*Instructions to follow*.
Could you write out the opening lines of the data, word for word, stopping after the line that contains "self.records_collection = records.into();"?

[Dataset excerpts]
--- START ---

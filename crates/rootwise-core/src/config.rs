//! Application configuration.

use rootwise_store::appwrite::DEFAULT_ENDPOINT;
use rootwise_store::AppwriteConfig;

/// Maximum number of catalogue entries returned by a search.
pub const CATALOGUE_LIMIT: usize = 100;

/// Number of entries in the "latest diseases" strip.
pub const LATEST_LIMIT: usize = 5;

/// Identifiers and endpoints the core needs at runtime
#[derive(Debug, Clone, PartialEq, Eq)]
pub struct AppConfig {
    /// Backend API endpoint, also the base of stored-file URLs
    pub endpoint: String,
    pub project_id: String,
    pub database_id: String,
    /// Collection holding the disease catalogue
    pub diseases_collection: String,
    /// Collection holding the users' plant records
    pub records_collection: String,
    /// Bucket holding uploaded images
    pub bucket_id: String,
    /// Remote classification endpoint
    pub classifier_url: String,
    pub catalogue_limit: usize,
    pub latest_limit: usize,
}

impl AppConfig {
    pub fn new(
        project_id: impl Into<String>,
        database_id: impl Into<String>,
        classifier_url: impl Into<String>,
    ) -> Self {
        Self {
            endpoint: DEFAULT_ENDPOINT.to_string(),
            project_id: project_id.into(),
            database_id: database_id.into(),
            diseases_collection: "diseases".to_string(),
            records_collection: "userImages".to_string(),
            bucket_id: "images".to_string(),
            classifier_url: classifier_url.into(),
            catalogue_limit: CATALOGUE_LIMIT,
            latest_limit: LATEST_LIMIT,
        }
    }

    pub fn with_endpoint(mut self, endpoint: impl Into<String>) -> Self {
        self.endpoint = endpoint.into();
        self
    }

    pub fn with_collections(
        mut self,
        diseases: impl Into<String>,
        records: impl Into<String>,
    ) -> Self {
        self.diseases_collection = diseases.into();
        self.records_collection = records.into();
        self
    }

    pub fn with_bucket(mut self, bucket_id: impl Into<String>) -> Self {
        self.bucket_id = bucket_id.into();
        self
    }

    /// Create from environment variables
    ///
    /// Reads:
    /// - ROOTWISE_PROJECT_ID (required)
    /// - ROOTWISE_DATABASE_ID (required)
    /// - ROOTWISE_CLASSIFIER_URL (required)
    /// - ROOTWISE_ENDPOINT (optional, default: Appwrite Cloud Frankfurt)
    /// - ROOTWISE_DISEASES_COLLECTION_ID (optional, default: "diseases")
    /// - ROOTWISE_RECORDS_COLLECTION_ID (optional, default: "userImages")
    /// - ROOTWISE_BUCKET_ID (optional, default: "images")
    /// - ROOTWISE_CATALOGUE_LIMIT (optional, default: 100)
    pub fn from_env() -> std::result::Result<Self, String> {
        let project_id =
            std::env::var("ROOTWISE_PROJECT_ID").map_err(|_| "ROOTWISE_PROJECT_ID not set")?;
        let database_id =
            std::env::var("ROOTWISE_DATABASE_ID").map_err(|_| "ROOTWISE_DATABASE_ID not set")?;
        let classifier_url = std::env::var("ROOTWISE_CLASSIFIER_URL")
            .map_err(|_| "ROOTWISE_CLASSIFIER_URL not set")?;

        let mut config = Self::new(project_id, database_id, classifier_url);
        if let Ok(endpoint) = std::env::var("ROOTWISE_ENDPOINT") {
            config.endpoint = endpoint;
        }
        if let Ok(id) = std::env::var("ROOTWISE_DISEASES_COLLECTION_ID") {
            config.diseases_collection = id;
        }
        if let Ok(id) = std::env::var("ROOTWISE_RECORDS_COLLECTION_ID") {
            config.records_collection = id;
        }
        if let Ok(id) = std::env::var("ROOTWISE_BUCKET_ID") {
            config.bucket_id = id;
        }
        if let Ok(raw) = std::env::var("ROOTWISE_CATALOGUE_LIMIT") {
            config.catalogue_limit = raw
                .parse()
                .map_err(|_| format!("ROOTWISE_CATALOGUE_LIMIT is not a number: {raw}"))?;
        }
        Ok(config)
    }

    /// Backend connection settings derived from this configuration.
    pub fn appwrite(&self) -> AppwriteConfig {
        AppwriteConfig::new(&self.endpoint, &self.project_id, &self.database_id)
    }
}
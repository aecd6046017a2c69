//! Pipeline state machine tests over in-memory backends.

mod common;

use std::sync::Arc;

use common::{capture_in, DenyingDevice, Harness, ScriptedClassifier};
use rootwise_core::{
    ClassificationResult, CoreError, FileMediaDevice, GalleryOptions, MediaSource,
    PipelineError, Stage,
};
use tokio::sync::Notify;

/// Drive a pipeline to `AwaitingMetadata` with label `label`.
async fn classified(
    h: &Harness,
    dir: &tempfile::TempDir,
    label: &str,
) -> rootwise_core::PipelineController {
    let ctl = h.pipeline(ScriptedClassifier::label(label));
    ctl.accept_capture(capture_in(dir.path(), "leaf.jpg").await).unwrap();
    assert_eq!(ctl.send().await.unwrap(), Stage::AwaitingMetadata);
    ctl
}

#[tokio::test]
async fn happy_path_saves_one_record_and_refreshes_home() {
    let h = Harness::signed_in().await;
    let dir = tempfile::tempdir().unwrap();

    let home = h.home();
    home.refetch(None).await;
    assert_eq!(home.data(), Some(vec![]));

    let ctl = h
        .ctx
        .pipeline(ScriptedClassifier::label("leaf_blight"), home.clone());
    assert_eq!(
        ctl.accept_capture(capture_in(dir.path(), "leaf.jpg").await).unwrap(),
        Stage::Captured
    );
    assert_eq!(ctl.send().await.unwrap(), Stage::AwaitingMetadata);
    assert_eq!(ctl.submit("Tomato").await.unwrap(), Stage::Completed);

    let snap = ctl.snapshot();
    assert_eq!(snap.capture, None);
    assert_eq!(snap.classification, None);
    let record = snap.record.expect("record saved");
    assert_eq!(record.plant_name, "Tomato");
    assert_eq!(record.disease, "leaf_blight");
    assert_eq!(record.owner, "ada@example.com");
    assert!(h.blobs.contains("images", &record.blob_id));
    assert_eq!(h.docs.count("userImages"), 1);

    let listed = home.data().unwrap();
    assert_eq!(listed.len(), 1);
    assert_eq!(listed[0].id, record.id);
    assert!(!home.loading());
}

#[tokio::test]
async fn blank_plant_name_makes_no_calls() {
    let h = Harness::signed_in().await;
    let dir = tempfile::tempdir().unwrap();
    let ctl = classified(&h, &dir, "leaf_blight").await;

    for name in ["", "   ", "\t\n"] {
        let err = ctl.submit(name).await.unwrap_err();
        assert!(matches!(err, PipelineError::Failed(CoreError::Validation(_))));
    }

    let snap = ctl.snapshot();
    assert_eq!(snap.stage, Stage::AwaitingMetadata);
    assert_eq!(snap.notice.unwrap().message, "Please enter a plant name");
    assert_eq!(h.blobs.put_calls(), 0);
    assert_eq!(h.docs.create_calls(), 0);
}

#[tokio::test]
async fn record_failure_keeps_assets_and_cleans_up_blob() {
    let h = Harness::signed_in().await;
    let dir = tempfile::tempdir().unwrap();
    let ctl = classified(&h, &dir, "leaf_blight").await;
    let before = ctl.snapshot();

    h.docs.set_fail_creates(true);
    let err = ctl.submit("Tomato").await.unwrap_err();
    assert!(matches!(err, PipelineError::Failed(CoreError::Persistence(_))));

    let snap = ctl.snapshot();
    assert_eq!(snap.stage, Stage::AwaitingMetadata);
    assert_eq!(snap.capture, before.capture);
    assert_eq!(snap.classification, before.classification);
    assert_eq!(snap.notice.unwrap().title, "Saving Failed");
    assert_eq!(h.blobs.put_calls(), 1);
    assert_eq!(h.blobs.delete_calls(), 1);
    assert!(h.blobs.is_empty());

    // Retry without recapturing or reclassifying
    h.docs.set_fail_creates(false);
    assert_eq!(ctl.submit("Tomato").await.unwrap(), Stage::Completed);
    assert_eq!(h.docs.count("userImages"), 1);
    assert_eq!(h.blobs.len(), 1);
    assert!(ctl.snapshot().notice.is_none());
}

#[tokio::test]
async fn upload_failure_skips_record_creation() {
    let h = Harness::signed_in().await;
    let dir = tempfile::tempdir().unwrap();
    let ctl = classified(&h, &dir, "rust").await;

    h.blobs.set_fail_puts(true);
    assert!(ctl.submit("Bean").await.is_err());
    assert_eq!(ctl.stage(), Stage::AwaitingMetadata);
    assert_eq!(h.docs.create_calls(), 0);
    assert_eq!(h.blobs.delete_calls(), 0);
}

#[tokio::test]
async fn classification_failure_returns_to_captured() {
    let h = Harness::signed_in().await;
    let dir = tempfile::tempdir().unwrap();
    let classifier = ScriptedClassifier::new(vec![
        Err(CoreError::Server {
            status: 500,
            reason: "Internal Server Error".into(),
        }),
        Ok(ClassificationResult::new("powdery_mildew").with_confidence(0.9)),
    ]);
    let ctl = h.pipeline(classifier.clone());
    let capture = capture_in(dir.path(), "leaf.png").await;
    ctl.accept_capture(capture.clone()).unwrap();

    let err = ctl.send().await.unwrap_err();
    assert!(matches!(
        err,
        PipelineError::Failed(CoreError::Server { status: 500, .. })
    ));
    let snap = ctl.snapshot();
    assert_eq!(snap.stage, Stage::Captured);
    assert_eq!(snap.capture, Some(capture));
    assert_eq!(snap.notice.as_ref().unwrap().title, "Upload Failed");

    ctl.dismiss_notice();
    assert!(ctl.snapshot().notice.is_none());

    assert_eq!(ctl.send().await.unwrap(), Stage::AwaitingMetadata);
    assert_eq!(classifier.calls(), 2);
    assert_eq!(
        ctl.snapshot().classification.unwrap().confidence,
        Some(0.9)
    );
}

#[tokio::test]
async fn actions_are_ignored_while_analyzing() {
    let h = Harness::signed_in().await;
    let dir = tempfile::tempdir().unwrap();
    let gate = Arc::new(Notify::new());
    let classifier = ScriptedClassifier::gated(
        vec![Ok(ClassificationResult::new("leaf_blight"))],
        gate.clone(),
    );
    let ctl = h.pipeline(classifier.clone());
    ctl.accept_capture(capture_in(dir.path(), "leaf.jpg").await).unwrap();

    let pending = tokio::spawn({
        let ctl = ctl.clone();
        async move { ctl.send().await }
    });
    let mut rx = ctl.subscribe();
    rx.wait_for(|s| s.stage == Stage::Analyzing).await.unwrap();

    assert!(matches!(
        ctl.send().await,
        Err(PipelineError::Busy { stage: Stage::Analyzing, .. })
    ));
    assert!(matches!(
        ctl.submit("Tomato").await,
        Err(PipelineError::Busy { .. })
    ));
    assert!(matches!(ctl.cancel(), Err(PipelineError::Busy { .. })));

    gate.notify_one();
    assert_eq!(pending.await.unwrap().unwrap(), Stage::AwaitingMetadata);
    assert_eq!(classifier.calls(), 1);
}

#[tokio::test]
async fn discarded_run_drops_late_classification() {
    let h = Harness::signed_in().await;
    let dir = tempfile::tempdir().unwrap();
    let gate = Arc::new(Notify::new());
    let classifier = ScriptedClassifier::gated(
        vec![Ok(ClassificationResult::new("leaf_blight"))],
        gate.clone(),
    );
    let ctl = h.pipeline(classifier);
    ctl.accept_capture(capture_in(dir.path(), "first.jpg").await).unwrap();
    let first_run = ctl.snapshot().run_id;

    let pending = tokio::spawn({
        let ctl = ctl.clone();
        async move { ctl.send().await }
    });
    let mut rx = ctl.subscribe();
    rx.wait_for(|s| s.stage == Stage::Analyzing).await.unwrap();

    // Retake while the classifier is still working
    assert_eq!(ctl.discard().unwrap(), Stage::Idle);
    ctl.accept_capture(capture_in(dir.path(), "second.jpg").await).unwrap();

    gate.notify_one();
    assert_eq!(
        pending.await.unwrap(),
        Err(PipelineError::Abandoned { run_id: first_run })
    );

    let snap = ctl.snapshot();
    assert_eq!(snap.stage, Stage::Captured);
    assert!(snap.classification.is_none());
    assert_eq!(snap.capture.unwrap().filename(), "second.jpg");
}

#[tokio::test]
async fn cancel_and_reset_return_to_idle() {
    let h = Harness::signed_in().await;
    let dir = tempfile::tempdir().unwrap();

    let ctl = classified(&h, &dir, "leaf_blight").await;
    assert_eq!(ctl.cancel().unwrap(), Stage::Idle);
    let snap = ctl.snapshot();
    assert!(snap.capture.is_none() && snap.classification.is_none());

    let ctl = classified(&h, &dir, "leaf_blight").await;
    ctl.submit("Tomato").await.unwrap();
    assert!(matches!(
        ctl.accept_capture(capture_in(dir.path(), "next.jpg").await),
        Err(PipelineError::InvalidTransition { stage: Stage::Completed, .. })
    ));
    assert!(matches!(ctl.cancel(), Err(PipelineError::InvalidTransition { .. })));
    assert_eq!(ctl.reset().unwrap(), Stage::Idle);
    assert!(ctl.snapshot().record.is_none());
}

#[tokio::test]
async fn save_without_session_is_an_auth_error() {
    let h = Harness::signed_out().await;
    let dir = tempfile::tempdir().unwrap();
    let ctl = classified(&h, &dir, "leaf_blight").await;

    let err = ctl.submit("Tomato").await.unwrap_err();
    assert!(matches!(err, PipelineError::Failed(CoreError::Auth(_))));
    assert_eq!(ctl.stage(), Stage::AwaitingMetadata);
    assert_eq!(h.blobs.put_calls(), 0);
}

#[tokio::test]
async fn permission_denied_keeps_pipeline_idle() {
    let h = Harness::signed_in().await;
    let ctl = h.pipeline(ScriptedClassifier::label("x"));

    let err = ctl
        .acquire(&MediaSource::camera(Arc::new(DenyingDevice)))
        .await
        .unwrap_err();
    assert!(matches!(err, PipelineError::Failed(CoreError::PermissionDenied(_))));
    let snap = ctl.snapshot();
    assert_eq!(snap.stage, Stage::Idle);
    assert_eq!(snap.notice.unwrap().title, "Permission Denied");
}

#[tokio::test]
async fn acquire_from_gallery_file() {
    let h = Harness::signed_in().await;
    let dir = tempfile::tempdir().unwrap();
    let path = dir.path().join("basil.png");
    tokio::fs::write(&path, b"png").await.unwrap();
    let ctl = h.pipeline(ScriptedClassifier::label("healthy"));

    let cancelled = MediaSource::gallery(
        Arc::new(FileMediaDevice::cancelled()),
        GalleryOptions::default(),
    );
    assert_eq!(ctl.acquire(&cancelled).await.unwrap(), Stage::Idle);

    let source = MediaSource::gallery(Arc::new(FileMediaDevice::new(&path)), GalleryOptions::default());
    assert_eq!(ctl.acquire(&source).await.unwrap(), Stage::Captured);
    let capture = ctl.snapshot().capture.unwrap();
    assert_eq!(capture.mime_type, "image/png");
    assert_eq!(capture.size, 3);
}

--- END ---

*Output for this task*.
filename crates/rootwise-core/src/config.rs
//! Application configuration.

use rootwise_store::appwrite::DEFAULT_ENDPOINT;
use rootwise_store::AppwriteConfig;

/// Maximum number of catalogue entries returned by a search.
pub const CATALOGUE_LIMIT: usize = 100;

/// Number of entries in the "latest diseases" strip.
pub const LATEST_LIMIT: usize = 5;

/// Identifiers and endpoints the core needs at runtime
#[derive(Debug, Clone, PartialEq, Eq)]
pub struct AppConfig {
    /// Backend API endpoint, also the base of stored-file URLs
    pub endpoint: String,
    pub project_id: String,
    pub database_id: String,
    /// Collection holding the disease catalogue
    pub diseases_collection: String,
    /// Collection holding the users' plant records
    pub records_collection: String,
    /// Bucket holding uploaded images
    pub bucket_id: String,
    /// Remote classification endpoint
    pub classifier_url: String,
    pub catalogue_limit: usize,
    pub latest_limit: usize,
}

impl AppConfig {
    pub fn new(
        project_id: impl Into<String>,
        database_id: impl Into<String>,
        classifier_url: impl Into<String>,
    ) -> Self {
        Self {
            endpoint: DEFAULT_ENDPOINT.to_string(),
            project_id: project_id.into(),
            database_id: database_id.into(),
            diseases_collection: "diseases".to_string(),
            records_collection: "userImages".to_string(),
            bucket_id: "images".to_string(),
            classifier_url: classifier_url.into(),
            catalogue_limit: CATALOGUE_LIMIT,
            latest_limit: LATEST_LIMIT,
        }
    }

    pub fn with_endpoint(mut self, endpoint: impl Into<String>) -> Self {
        self.endpoint = endpoint.into();
        self
    }

    pub fn with_collections(
        mut self,
        diseases: impl Into<String>,
        records: impl Into<String>,
    ) -> Self {
        self.diseases_collection = diseases.into();
        self.records_collection = records.into();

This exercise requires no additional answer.